_PROBLEM TO WORK ON_: From the first line of the data below, copy each line up to the one containing "pub const PLAIN_TEXT_FALLBACK: &str", and include that line too.
══════════
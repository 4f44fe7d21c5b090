//! Builds a `multipart/alternative` message from an [`EmailRequest`].

use crate::boundary;
use crate::content_type::ContentType;
use crate::encoding::transfer_safe;
use crate::header::Headers;
use crate::message::{MimeMessage, Part, TransferEncoding};
use crate::request::EmailRequest;

/// Plain-text alternative shown by clients that cannot render HTML.
pub const PLAIN_TEXT_FALLBACK: &str =
    "This message contains HTML content. Please view it in an HTML-capable email client.";

/// Composes a message with a freshly generated boundary.
#[must_use]
pub fn compose(request: &EmailRequest) -> MimeMessage {
    compose_with_boundary(request, boundary::generate())
}

/// Composes a message using the given boundary token.
///
/// Header values are written as supplied; they must not contain line breaks.
/// The boundary must not occur inside the HTML body.
#[must_use]
pub fn compose_with_boundary(request: &EmailRequest, boundary: impl Into<String>) -> MimeMessage {
    let boundary = boundary.into();

    let mut headers = Headers::new();
    headers.add("From", &request.from);
    headers.add("To", request.to.join(", "));
    headers.add("Subject", &request.subject);
    if let Some(reply_to) = &request.reply_to {
        headers.add("Reply-To", reply_to);
    }
    headers.add("MIME-Version", "1.0");
    headers.add(
        "Content-Type",
        ContentType::multipart_alternative(boundary.as_str()).to_string(),
    );

    let text = Part::new(
        ContentType::text_plain(),
        TransferEncoding::SevenBit,
        PLAIN_TEXT_FALLBACK.to_string(),
    );
    let html = Part::new(
        ContentType::text_html(),
        TransferEncoding::EightBit,
        transfer_safe(&request.html),
    );

    MimeMessage {
        boundary,
        headers,
        text,
        html,
    }
}

#[cfg(test)]
#[allow(
    clippy::unwrap_used,
    clippy::redundant_clone,
    clippy::manual_string_new,
    clippy::needless_collect,
    clippy::unreadable_literal,
    clippy::used_underscore_items,
    clippy::similar_names
)]
mod tests {
    use super::*;

    const BOUNDARY: &str = "----=_test_boundary";

    fn request() -> EmailRequest {
        EmailRequest::new(
            "noreply@assets.example",
            "Asset checked out",
            "<h1>Laptop #42</h1><p>Checked out by Dana.</p>",
        )
        .to("a@x.com")
    }

    fn lines(wire: &str) -> Vec<&str> {
        wire.split("\r\n").collect()
    }

    #[test]
    fn header_block_order() {
        let msg = compose_with_boundary(&request().reply_to("desk@x.com"), BOUNDARY);
        let wire = msg.to_wire();
        let lines = lines(&wire);

        assert_eq!(lines[0], "From: noreply@assets.example");
        assert_eq!(lines[1], "To: a@x.com");
        assert_eq!(lines[2], "Subject: Asset checked out");
        assert_eq!(lines[3], "Reply-To: desk@x.com");
        assert_eq!(lines[4], "MIME-Version: 1.0");
        assert_eq!(
            lines[5],
            "Content-Type: multipart/alternative; boundary=\"----=_test_boundary\""
        );
        assert_eq!(lines[6], "");
        assert_eq!(lines[7], "------=_test_boundary");
    }

    #[test]
    fn reply_to_omitted_when_absent() {
        let wire = compose_with_boundary(&request(), BOUNDARY).to_wire();
        assert!(!wire.contains("Reply-To:"));
        assert_eq!(lines(&wire)[3], "MIME-Version: 1.0");
    }

    #[test]
    fn multiple_recipients_are_comma_joined() {
        let req = request().to("b@x.com");
        let wire = compose_with_boundary(&req, BOUNDARY).to_wire();
        assert!(lines(&wire).contains(&"To: a@x.com, b@x.com"));
    }

    #[test]
    fn boundary_lines_appear_exactly_where_expected() {
        let req = request();
        let msg = compose_with_boundary(&req, BOUNDARY);
        let wire = msg.to_wire();
        let lines = lines(&wire);

        let open = msg.boundary_line();
        let close = msg.closing_boundary_line();

        let opens: Vec<usize> = lines
            .iter()
            .enumerate()
            .filter(|(_, l)| **l == open)
            .map(|(i, _)| i)
            .collect();
        let closes: Vec<usize> = lines
            .iter()
            .enumerate()
            .filter(|(_, l)| **l == close)
            .map(|(i, _)| i)
            .collect();

        // One opening line for the text part, one for the HTML part.
        assert_eq!(opens.len(), 2);
        assert_eq!(closes.len(), 1);
        assert!(opens[1] < closes[0]);

        let html_section = lines[opens[1]..closes[0]].join("\r\n");
        assert!(html_section.contains(&req.html));
        assert!(html_section.contains("Content-Type: text/html; charset=utf-8"));
        assert!(html_section.contains("Content-Transfer-Encoding: 8bit"));
    }

    #[test]
    fn plain_text_part_carries_fallback() {
        let msg = compose_with_boundary(&request(), BOUNDARY);
        let wire = msg.to_wire();
        let text_start = wire.find("Content-Type: text/plain").unwrap();
        let html_start = wire.find("Content-Type: text/html").unwrap();
        assert!(wire[text_start..html_start].contains(PLAIN_TEXT_FALLBACK));
    }

    #[test]
    fn ends_with_closing_boundary_blank_line_and_dot() {
        let wire = compose_with_boundary(&request(), BOUNDARY).to_wire();
        assert!(wire.ends_with("------=_test_boundary--\r\n\r\n."));
    }

    #[test]
    fn html_leading_dots_are_stuffed() {
        let req = EmailRequest::new("s@x.com", "s", "<p>\n.\n</p>").to("a@x.com");
        let wire = compose_with_boundary(&req, BOUNDARY).to_wire();
        assert!(wire.contains("<p>\r\n..\r\n</p>"));
        // The only lone dot is the final end-of-data marker.
        assert_eq!(wire.split("\r\n").filter(|l| *l == ".").count(), 1);
    }

    #[test]
    fn fresh_boundary_per_message() {
        let a = compose(&request());
        let b = compose(&request());
        assert_ne!(a.boundary, b.boundary);
    }
}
══════════
_OUTPUT FOR THIS EXERCISE_:
repository 4f44fe7d21c5b090
//! Builds a `multipart/alternative` message from an [`EmailRequest`].

use crate::boundary;
use crate::content_type::ContentType;
use crate::encoding::transfer_safe;
use crate::header::Headers;
use crate::message::{MimeMessage, Part, TransferEncoding};
use crate::request::EmailRequest;

/// Plain-text alternative shown by clients that cannot render HTML.
pub const PLAIN_TEXT_FALLBACK: &str =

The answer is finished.